One of the best kept secrets in Las Vegas is that the city has several vintage neighborhoods containing a treasure trove of “Modern”-style houses. Most houses built between about 1940 and 1980 fit into this category, whether they are called ranches, ramblers, Desert Modern, Palm Springs Modern or simply Mid-Century Modern. Together these houses define a style of architecture that emphasized open floor plans and ample windows, with the goal of opening up interior spaces and bringing the outdoors inside.
These houses from the ’50s and ’60s evoke the era when Frank, Dean, and Sammy ruled this town. There has been a revival of love for Mid-Century Modern design, with enthusiasts for all things retro seeking out homes from the Atomic Age. In the current housing crisis, a lot of these houses have come on the market at bargain prices. A few are in pristine condition, but most require a bit of effort to restore them to their former glory.

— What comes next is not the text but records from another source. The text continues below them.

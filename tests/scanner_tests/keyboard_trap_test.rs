use std::time::Duration;

use frame_relay::{dom::Document, tab_stops::TabStopRequirementId::KeyboardTraps};
use pretty_assertions::assert_eq;
use serde_json::json;
use tokio::time::Instant;

use super::{document, element, findings, path, session_for};

fn trap_page() -> serde_json::Value {
    json!({
        "nodes": [
            { "kind": "element", "selector": "#a", "tab_index": 0 },
            { "kind": "element", "selector": "#widget", "tab_index": 0, "traps_focus": true },
            { "kind": "element", "selector": "#b", "tab_index": 0 }
        ]
    })
}

fn traps(findings: &[(frame_relay::tab_stops::TabStopRequirementId, Vec<String>)]) -> Vec<Vec<String>> {
    findings
        .iter()
        .filter(|(requirement, _)| *requirement == KeyboardTraps)
        .map(|(_, selector)| selector.clone())
        .collect()
}

#[tokio::test(start_paused = true)]
async fn test_unchanged_focus_after_delay_is_one_trap() {
    let session = session_for(trap_page());
    let top = session.top().unwrap();
    let doc = document(&session, &[]);

    top.start_tab_stops().await.unwrap();
    doc.focus(element(&doc, "#widget")).await;

    let start = Instant::now();
    doc.press_key("Tab").await;
    assert!(start.elapsed() >= Duration::from_millis(500));

    assert_eq!(traps(&findings(&session).await), vec![path(&["#widget"])]);
}

#[tokio::test(start_paused = true)]
async fn test_focus_that_moves_on_is_not_a_trap() {
    let session = session_for(trap_page());
    let top = session.top().unwrap();
    let doc = document(&session, &[]);

    top.start_tab_stops().await.unwrap();
    doc.focus(element(&doc, "#a")).await;
    doc.press_key("Tab").await;

    assert_eq!(doc.active_element(), Some(element(&doc, "#widget")));
    assert!(traps(&findings(&session).await).is_empty());
}

#[tokio::test(start_paused = true)]
async fn test_tab_without_focused_element_is_ignored() {
    let session = session_for(trap_page());
    let top = session.top().unwrap();
    let doc = document(&session, &[]);

    top.start_tab_stops().await.unwrap();
    // フォーカスなしでTabを押す
    doc.press_key("Tab").await;

    assert!(traps(&findings(&session).await).is_empty());
}

#[tokio::test(start_paused = true)]
async fn test_other_keys_do_not_check_for_traps() {
    let session = session_for(trap_page());
    let top = session.top().unwrap();
    let doc = document(&session, &[]);

    top.start_tab_stops().await.unwrap();
    doc.focus(element(&doc, "#widget")).await;
    doc.press_key("Enter").await;

    assert!(traps(&findings(&session).await).is_empty());
}

#[tokio::test(start_paused = true)]
async fn test_trap_in_nested_frame_is_reported_with_frame_path() {
    let session = session_for(json!({
        "nodes": [
            { "kind": "frame", "selector": "#checkout", "document": trap_page() }
        ]
    }));
    let top = session.top().unwrap();
    let doc = document(&session, &["#checkout"]);

    top.start_tab_stops().await.unwrap();
    doc.focus(element(&doc, "#widget")).await;
    doc.press_key("Tab").await;

    assert_eq!(
        traps(&findings(&session).await),
        vec![path(&["#checkout", "#widget"])]
    );
}

#[tokio::test(start_paused = true)]
async fn test_trap_check_finishing_after_stop_is_dropped() {
    let session = session_for(trap_page());
    let top = session.top().unwrap();
    let doc = document(&session, &[]);

    top.start_tab_stops().await.unwrap();
    doc.focus(element(&doc, "#widget")).await;

    let pending = doc.press_key("Tab");
    top.stop_tab_stops().await.unwrap();
    pending.await;

    assert!(traps(&findings(&session).await).is_empty());
}

#[tokio::test(start_paused = true)]
async fn test_trap_check_from_previous_run_is_not_reported_in_next_run() {
    let session = session_for(trap_page());
    let top = session.top().unwrap();
    let doc = document(&session, &[]);

    top.start_tab_stops().await.unwrap();
    doc.focus(element(&doc, "#widget")).await;

    let pending = doc.press_key("Tab");
    top.stop_tab_stops().await.unwrap();
    top.start_tab_stops().await.unwrap();
    pending.await;

    assert!(top.is_running());
    assert!(traps(&findings(&session).await).is_empty());
}
use thiserror::Error;

use crate::dispatch::DispatchError;
use crate::messaging::bus::BusError;
use crate::messaging::fanout::FanoutError;
use crate::messaging::messenger::MessengerError;
use crate::runner::RunnerError;
use crate::timeout::TimeoutError;

#[derive(Error, Debug)]
pub enum Error {
    #[error("Messenger error: {0}")]
    Messenger(#[from] MessengerError),
    #[error("Fanout error: {0}")]
    Fanout(#[from] FanoutError),
    #[error("Runner error: {0}")]
    Runner(#[from] RunnerError),
    #[error("Dispatch error: {0}")]
    Dispatch(#[from] DispatchError),
    #[error("Bus error: {0}")]
    Bus(#[from] BusError),
    #[error("{0}")]
    Timeout(#[from] TimeoutError),
    #[error("Serialization error: {0}")]
    Serialization(#[from] serde_json::Error),
    #[error("Config error: {0}")]
    Config(String),

    #[error("Internal error: {0}")]
    Internal(String),
}

pub type FrameResult<T> = Result<T, Error>;

impl Error {
    pub fn internal<S: Into<String>>(message: S) -> Self {
        Error::Internal(message.into())
    }
}
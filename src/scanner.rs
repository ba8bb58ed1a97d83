//! Per-context wiring of the messaging stack and the tab-stop analysis.

use std::{collections::BTreeMap, sync::Arc};

use tokio::task::JoinHandle;
use tracing::{debug, info};

use crate::{
    config::FrameRelayConfig,
    dom::Document,
    host::{ContextId, FrameHost},
    messaging::{bus::WindowBus, fanout::AllFramesMessenger, messenger::FrameMessenger},
    page::SimulatedPage,
    runner::AllFrameRunner,
    tab_stops::{orchestrator::TabStopRequirementOrchestrator, CollectedResult, TabStopRequirementResult},
    Error, FrameResult,
};

/// Everything one context runs: messenger, fan-out, and the tab-stop runner.
pub struct FrameScanner {
    context: ContextId,
    messenger: FrameMessenger,
    fanout: Arc<AllFramesMessenger>,
    tab_stops: Arc<AllFrameRunner<TabStopRequirementOrchestrator>>,
    pump: JoinHandle<()>,
}

impl FrameScanner {
    /// Registers every listener of this context and starts pumping the bus.
    pub fn attach(
        bus: &Arc<WindowBus>,
        host: Arc<dyn FrameHost>,
        document: Arc<dyn Document>,
        config: &FrameRelayConfig,
    ) -> FrameResult<Self> {
        let context = host.current_context();
        let messenger = FrameMessenger::new(Arc::new(bus.poster(context)), host.clone());
        let fanout = AllFramesMessenger::new(messenger.clone(), host.clone(), config.ping_timeout)?;
        let orchestrator = Arc::new(TabStopRequirementOrchestrator::new(document, config));
        let tab_stops = AllFrameRunner::new(messenger.clone(), host, orchestrator, config.frame_command_timeout)?;
        let pump = messenger.listen(bus.subscribe());
        debug!("Scanner attached to {}", context);

        Ok(Self {
            context,
            messenger,
            fanout,
            tab_stops,
            pump,
        })
    }

    pub fn context(&self) -> ContextId {
        self.context
    }

    pub fn messenger(&self) -> &FrameMessenger {
        &self.messenger
    }

    pub fn fanout(&self) -> &Arc<AllFramesMessenger> {
        &self.fanout
    }

    pub async fn initialize_frames(&self) -> FrameResult<()> {
        Ok(self.fanout.initialize_all_frames().await?)
    }

    pub async fn start_tab_stops(&self) -> FrameResult<()> {
        self.tab_stops.start().await
    }

    pub async fn stop_tab_stops(&self) -> FrameResult<()> {
        self.tab_stops.stop().await
    }

    pub fn is_running(&self) -> bool {
        self.tab_stops.target().is_running()
    }

    /// Results gathered by this context's top-frame sink.
    pub async fn tab_stop_results(&self) -> Vec<TabStopRequirementResult> {
        self.tab_stops.target().collector().results().await
    }

    pub async fn collected_tab_stop_results(&self) -> Vec<CollectedResult> {
        self.tab_stops.target().collector().collected().await
    }
}

impl Drop for FrameScanner {
    fn drop(&mut self) {
        self.pump.abort();
    }
}

/// A simulated page with a scanner attached to every live context.
pub struct ScanSession {
    page: SimulatedPage,
    bus: Arc<WindowBus>,
    config: FrameRelayConfig,
    scanners: BTreeMap<ContextId, FrameScanner>,
}

impl ScanSession {
    pub fn new(page: SimulatedPage, config: FrameRelayConfig) -> FrameResult<Self> {
        config.validate()?;
        let bus = Arc::new(WindowBus::new(config.bus_capacity));
        let mut session = Self {
            page,
            bus,
            config,
            scanners: BTreeMap::new(),
        };
        for context in session.page.contexts() {
            session.attach(context)?;
        }
        info!("Scan session attached to {} context(s)", session.scanners.len());
        Ok(session)
    }

    /// Attaches a scanner to a context that was added after the session started.
    pub fn attach(&mut self, context: ContextId) -> FrameResult<()> {
        let document = self
            .page
            .document(context)
            .ok_or_else(|| Error::internal(format!("{} has no document", context)))?;
        let scanner = FrameScanner::attach(&self.bus, self.page.host(context), document, &self.config)?;
        self.scanners.insert(context, scanner);
        Ok(())
    }

    pub fn page(&self) -> &SimulatedPage {
        &self.page
    }

    pub fn scanner(&self, context: ContextId) -> Option<&FrameScanner> {
        self.scanners.get(&context)
    }

    pub fn top(&self) -> FrameResult<&FrameScanner> {
        self.scanner(self.page.top())
            .ok_or_else(|| Error::internal("top context has no scanner"))
    }
}
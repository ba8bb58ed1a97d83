//! # Timeout Racing
//!
//! Every bounded wait in the crate goes through [`race`]: the operation and a timer
//! are polled together and whichever settles first wins. Losing to the timer yields a
//! [`TimeoutError`], a distinct type so callers can tell "absent" apart from "failed"
//! without inspecting messages.

use std::{future::Future, time::Duration};

use thiserror::Error;

#[derive(Debug, Clone, Error, PartialEq, Eq)]
#[error("Timed out after {}ms: {context}", .after.as_millis())]
pub struct TimeoutError {
    pub context: String,
    pub after: Duration,
}

/// Polls `operation` against a timer of length `after`.
pub async fn race<F>(operation: F, after: Duration, context: &str) -> Result<F::Output, TimeoutError>
where
    F: Future,
{
    let sleep = tokio::time::sleep(after);
    tokio::pin!(sleep);
    tokio::pin!(operation);

    tokio::select! {
        biased;
        output = &mut operation => Ok(output),
        _ = &mut sleep => Err(TimeoutError {
            context: context.to_string(),
            after,
        }),
    }
}

/// Resolves to `value` once `after` has elapsed.
pub async fn delay<T>(value: T, after: Duration) -> T {
    tokio::time::sleep(after).await;
    value
}
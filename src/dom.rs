//! Document capability surface consumed by the tab-stop analysis.

use std::{cmp::Ordering, sync::Arc};

use futures::future::BoxFuture;
use serde::{Deserialize, Serialize};

use crate::host::ElementId;

#[derive(Debug, Clone, Copy, PartialEq, Eq, Hash, strum::Display, strum::EnumString)]
#[strum(serialize_all = "lowercase")]
pub enum DomEventKind {
    FocusIn,
    KeyDown,
}

#[derive(Debug, Clone, PartialEq, Eq, Serialize, Deserialize)]
#[serde(tag = "type", rename_all = "lowercase")]
pub enum DomEvent {
    FocusIn { target: ElementId },
    KeyDown { key: String },
}

impl DomEvent {
    pub fn kind(&self) -> DomEventKind {
        match self {
            DomEvent::FocusIn { .. } => DomEventKind::FocusIn,
            DomEvent::KeyDown { .. } => DomEventKind::KeyDown,
        }
    }
}

/// DOM event listener. The returned future completes when the listener's work
/// (including any deferred checks) is done.
pub type DomListener = Arc<dyn Fn(DomEvent) -> BoxFuture<'static, ()> + Send + Sync>;

#[derive(Debug, Clone, Copy, PartialEq, Eq, Hash)]
pub struct ListenerHandle(pub u64);

pub trait Document: Send + Sync {
    fn body(&self) -> ElementId;

    /// Currently focused element. `None` when nothing (not even the body) has focus.
    fn active_element(&self) -> Option<ElementId>;

    /// Elements reachable by sequential keyboard navigation, in tab order.
    fn tabbable_elements(&self) -> Vec<ElementId>;

    /// Relative position of `a` with respect to `b` in document order.
    fn compare_document_position(&self, a: ElementId, b: ElementId) -> Ordering;

    fn unique_selector(&self, element: ElementId) -> String;

    fn outer_html(&self, element: ElementId) -> String;

    fn add_event_listener(&self, kind: DomEventKind, listener: DomListener) -> ListenerHandle;

    fn remove_event_listener(&self, handle: ListenerHandle);
}
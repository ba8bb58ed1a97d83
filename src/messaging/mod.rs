//! Cross-context messaging: the raw channel, correlated point-to-point commands,
//! and ping-checked fan-out to child frames.

pub mod bus;
pub mod fanout;
pub mod messenger;
pub mod protocol;

pub use bus::{BusError, BusPoster, Envelope, EnvelopeReceiver, WindowBus, WindowMessagePoster};
pub use fanout::{AllFramesMessenger, FanoutError, FanoutState};
pub use messenger::{CommandListener, FrameMessenger, MessengerError};
pub use protocol::{Command, CommandResponse, RunnerCommands, WindowMessage};
//! Braille display state: current text, panning window, settings

use super::{BrailleCommand, BrailleDriver, BrailleTable, Dots};
use crate::{NvdaError, Result};
use log::{debug, info};

/// Largest display we accept (two 80-cell lines)
pub const MAX_CELLS: usize = 160;

/// Settings changeable at runtime
#[derive(Debug, Clone, Default, PartialEq)]
pub struct BrailleSettings {
    pub cells: Option<usize>,
    /// Table name or path, see `BrailleTable::by_name`
    pub table: Option<String>,
}

/// Text shown on a braille display, one window at a time
pub struct BrailleDisplay {
    driver: Box<dyn BrailleDriver>,
    table: BrailleTable,
    cells: usize,
    connected: bool,
    text: String,
    translated: Vec<Dots>,
    /// First cell of the window, always a multiple of `cells`
    offset: usize,
}

impl BrailleDisplay {
    pub fn new(driver: Box<dyn BrailleDriver>, table: BrailleTable, cells: usize) -> Self {
        Self {
            driver,
            table,
            cells: cells.clamp(1, MAX_CELLS),
            connected: false,
            text: String::new(),
            translated: Vec::new(),
            offset: 0,
        }
    }

    /// Connect the driver; its reported size replaces the configured one
    pub fn connect(&mut self) -> Result<()> {
        self.driver.connect()?;
        if let Some(size) = self.driver.display_size().filter(|&n| n > 0 && n <= MAX_CELLS) {
            self.cells = size;
        }
        self.connected = true;
        info!("Braille display connected via {} ({} cells)", self.driver.name(), self.cells);
        Ok(())
    }

    pub fn disconnect(&mut self) -> Result<()> {
        if self.connected {
            self.connected = false;
            self.driver.disconnect()?;
            debug!("Braille display disconnected");
        }
        Ok(())
    }

    pub fn is_connected(&self) -> bool {
        self.connected
    }

    pub fn cells(&self) -> usize {
        self.cells
    }

    pub fn text(&self) -> &str {
        &self.text
    }

    pub fn table(&self) -> &BrailleTable {
        &self.table
    }

    pub fn offset(&self) -> usize {
        self.offset
    }

    /// Show new text from its beginning
    ///
    /// Returns false when nothing was shown (not connected, empty text).
    pub fn show_text(&mut self, text: &str) -> Result<bool> {
        if !self.connected || text.is_empty() {
            return Ok(false);
        }
        self.text = text.to_string();
        self.translated = self.table.translate(text);
        self.offset = 0;
        self.refresh()?;
        Ok(true)
    }

    /// The window currently shown, exactly `cells` long
    pub fn window(&self) -> Vec<Dots> {
        let mut window: Vec<Dots> = self
            .translated
            .iter()
            .skip(self.offset)
            .take(self.cells)
            .copied()
            .collect();
        window.resize(self.cells, 0);
        window
    }

    /// Run a named command (`clear`, `scroll_left`, ...); unknown names give false
    pub fn execute_command(&mut self, name: &str) -> Result<bool> {
        match name.parse::<BrailleCommand>() {
            Ok(cmd) => self.apply(cmd),
            Err(e) => {
                debug!("{}", e);
                Ok(false)
            }
        }
    }

    /// Apply a display command; routing keys are left to the caller
    pub fn apply(&mut self, cmd: BrailleCommand) -> Result<bool> {
        if !self.connected {
            return Ok(false);
        }
        match cmd {
            BrailleCommand::Clear => {
                self.text.clear();
                self.translated.clear();
                self.offset = 0;
            }
            BrailleCommand::ScrollLeft => {
                self.offset = self.offset.saturating_sub(self.cells);
            }
            BrailleCommand::ScrollRight => {
                if self.offset + self.cells < self.translated.len() {
                    self.offset += self.cells;
                }
            }
            BrailleCommand::Home => self.offset = 0,
            BrailleCommand::End => self.offset = self.last_window_start(),
            BrailleCommand::Route(_) => return Ok(false),
        }
        self.refresh()?;
        Ok(true)
    }

    /// Change the cell count or table; the current text is re-rendered
    pub fn configure(&mut self, settings: &BrailleSettings) -> Result<bool> {
        if let Some(cells) = settings.cells {
            if cells == 0 || cells > MAX_CELLS {
                return Err(NvdaError::Braille(format!(
                    "Cell count {} outside 1-{}",
                    cells, MAX_CELLS
                )));
            }
            self.cells = cells;
        }
        if let Some(name) = &settings.table {
            self.table = BrailleTable::by_name(name)?;
            debug!("Braille table set to {}", self.table.name());
        }
        self.translated = self.table.translate(&self.text);
        self.offset = 0;
        if self.connected {
            self.refresh()?;
        }
        Ok(true)
    }

    /// Cell index into the translated text under a routing key
    pub fn route_to_position(&self, cell: u16) -> Option<usize> {
        let cell = cell as usize;
        let pos = self.offset + cell;
        (cell < self.cells && pos < self.translated.len()).then_some(pos)
    }

    fn last_window_start(&self) -> usize {
        match self.translated.len() {
            0 => 0,
            len => (len - 1) / self.cells * self.cells,
        }
    }

    fn refresh(&mut self) -> Result<()> {
        let window = self.window();
        self.driver.write_cells(&window)
    }
}

impl Drop for BrailleDisplay {
    fn drop(&mut self) {
        let _ = self.disconnect();
    }
}

#[cfg(test)]
mod tests {
    use super::*;
    use std::sync::{Arc, Mutex};

    /// Driver recording every window written
    struct RecordingDriver {
        written: Arc<Mutex<Vec<Vec<Dots>>>>,
        size: Option<usize>,
    }

    impl BrailleDriver for RecordingDriver {
        fn connect(&mut self) -> Result<()> {
            Ok(())
        }
        fn disconnect(&mut self) -> Result<()> {
            Ok(())
        }
        fn display_size(&self) -> Option<usize> {
            self.size
        }
        fn write_cells(&mut self, cells: &[Dots]) -> Result<()> {
            self.written.lock().unwrap().push(cells.to_vec());
            Ok(())
        }
        fn name(&self) -> &'static str {
            "recording"
        }
    }

    fn display(size: Option<usize>) -> (BrailleDisplay, Arc<Mutex<Vec<Vec<Dots>>>>) {
        let written = Arc::new(Mutex::new(Vec::new()));
        let driver = RecordingDriver { written: written.clone(), size };
        (BrailleDisplay::new(Box::new(driver), BrailleTable::builtin(), 40), written)
    }

    #[test]
    fn test_not_connected() {
        let (mut d, written) = display(None);
        assert!(!d.show_text("test").unwrap());
        assert!(!d.execute_command("home").unwrap());
        assert!(written.lock().unwrap().is_empty());
    }

    #[test]
    fn test_show_and_pan() {
        let (mut d, written) = display(None);
        d.connect().unwrap();
        assert!(!d.show_text("").unwrap());
        assert!(d.show_text(&"a".repeat(50)).unwrap());
        assert_eq!(d.window().len(), 40);
        assert_eq!(written.lock().unwrap().last().map(|w| w.len()), Some(40));

        assert!(d.execute_command("scroll_right").unwrap());
        assert_eq!(d.offset(), 40);
        assert_eq!(d.window().iter().filter(|&&c| c != 0).count(), 10);
        // Already on the last window
        assert!(d.execute_command("scroll_right").unwrap());
        assert_eq!(d.offset(), 40);
        assert!(d.execute_command("home").unwrap());
        assert_eq!(d.offset(), 0);
        assert!(d.execute_command("end").unwrap());
        assert_eq!(d.offset(), 40);
        assert!(d.execute_command("clear").unwrap());
        assert_eq!(d.window(), vec![0; 40]);
        assert!(!d.execute_command("commande_invalide").unwrap());
    }

    #[test]
    fn test_driver_size_wins() {
        let (mut d, _) = display(Some(20));
        d.connect().unwrap();
        assert_eq!(d.cells(), 20);
    }

    #[test]
    fn test_configure() {
        let (mut d, written) = display(None);
        d.connect().unwrap();
        d.show_text("abc").unwrap();
        let settings = BrailleSettings { cells: Some(20), table: Some("fr".to_string()) };
        assert!(d.configure(&settings).unwrap());
        assert_eq!(d.cells(), 20);
        assert_eq!(written.lock().unwrap().last().map(|w| w.len()), Some(20));
        assert!(d.configure(&BrailleSettings { cells: Some(0), table: None }).is_err());
    }

    #[test]
    fn test_routing() {
        let (mut d, _) = display(None);
        d.connect().unwrap();
        d.show_text("hello").unwrap();
        assert_eq!(d.route_to_position(4), Some(4));
        assert_eq!(d.route_to_position(5), None);
    }
}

In Vegas, nobody knows more about what’s available in the Mid-Century Modern market than real estate agent Jack LeVine. Jack blogs about Mid-Century homes at VeryVingtageVegas.com, a site filled with information and photos of Mid-Century homes and design in Vegas. As my husband and I have been searching for our own “forever home,” Jack has taught me where to find the best examples of Vegas’ vintage modern houses. Don’t bother looking in those master-planned communities on the outer rim of the Vegas Valley, such as Summerlin, Green Valley or Mountain’s Edge. No, if you want to find the cool modern houses with the retro style, you have to go to vintage Vegas – the neighborhoods around Downtown and the Strip.
One neighborhood filled with Mid-Century Modern homes is Paradise Palms. This neighborhood, which is bounded by Karen Avenue to the north, Viking to the south, Maryland Parkway to the west, and Eastern to the east, surrounds what was once the Stardust Golf Course, today known as National Golf Course. The neighborhood was developed in the 1960s by Irwin Molasky’s Paradise Development, which had just built Las Vegas’ first indoor mall, the Boulevard Mall, on the western edge of Paradise Palms.
The homes in the neighborhood were designed by the architectural firm of Palmer and Krisel, the same firm that made Mid-Century Modern architecture accessible to the middle class by designing custom-looking tract homes in Palm Springs. Although the floor plans of the houses are basically the same, the houses have different rooflines and are placed at different angles on the lots. The result is a custom look to each home, and all have the basics of Mid-Century style: post-and-beam construction on slab foundations, stucco finishing, open floor plans, high windows and decorative block screens.
Paradise Palms became the home of many famous entertainers, including Sammy Davis Jr., Johnny Carson, Shirley MacLaine, Diana Ross and Mac Davis. Today, Paradise Palms is one of the best preserved of the classic Las Vegas neighborhoods.
Another neighborhood graced with some vintage beauties is the Scotch 80s, an area bounded by Charleston to the north, Interstate 15 to the east, Oakey to the south and Rancho to the west. The homes here really were custom built, on fairly large lots, so there are a variety of architectural styles, including many excellent examples of Desert Modern styles. The name “Scotch 80s” comes from the fact that in 1911 Las Vegas’ first mayor, Peter Buol, bought the 80 acres of land here, using funds from Scottish investors. While development didn’t occur until the ’50s and ’60s, the area retains its attraction for mayors, as this is where Mayor Oscar Goodman now lives.
You can find more Mid-Century Modern homes in the clusters of neighborhoods surrounding Downtown, including the John S. Park Historic District, Marycrest and McNeil Estates neighborhoods, among others. [If you click “View Larger Map” on the map to the left, we have identified the location of five of the vintage neighborhoods in this area.]
Despite the tendency to implode history here, there are efforts to preserve these vintage neighborhoods. Among those fighting for Las Vegas history are the Friends of Classic Las Vegas. This volunteer organization promotes various preservation events, hosts regular meetings with speakers on topics of historical interest, and is engaged in gathering oral histories of longtime Vegas residents.
The Junior League of Las Vegas has done its part, too, lovingly preserving the Morelli House, a wonderful example of Mid-Century Modern style that was owned by Antonio Morelli, the orchestra leader at the Sands Hotel. The custom-built house was originally constructed at the exclusive Desert Inn Country Club, but it was moved to its current location at Ninth and Bridger in 2001 to preserve it. Furnished in designer styles from the ’50s and ’60s, the home is available for viewing by appointment. Or come out to the Junior League’s “Morelli and His Music” event on April 2, 2009; a tour of the home is part of the program.
Today’s Vegas may glorify clubs with bottle service and celebutantes behaving badly, but for me the real Las Vegas is found in its vintage style.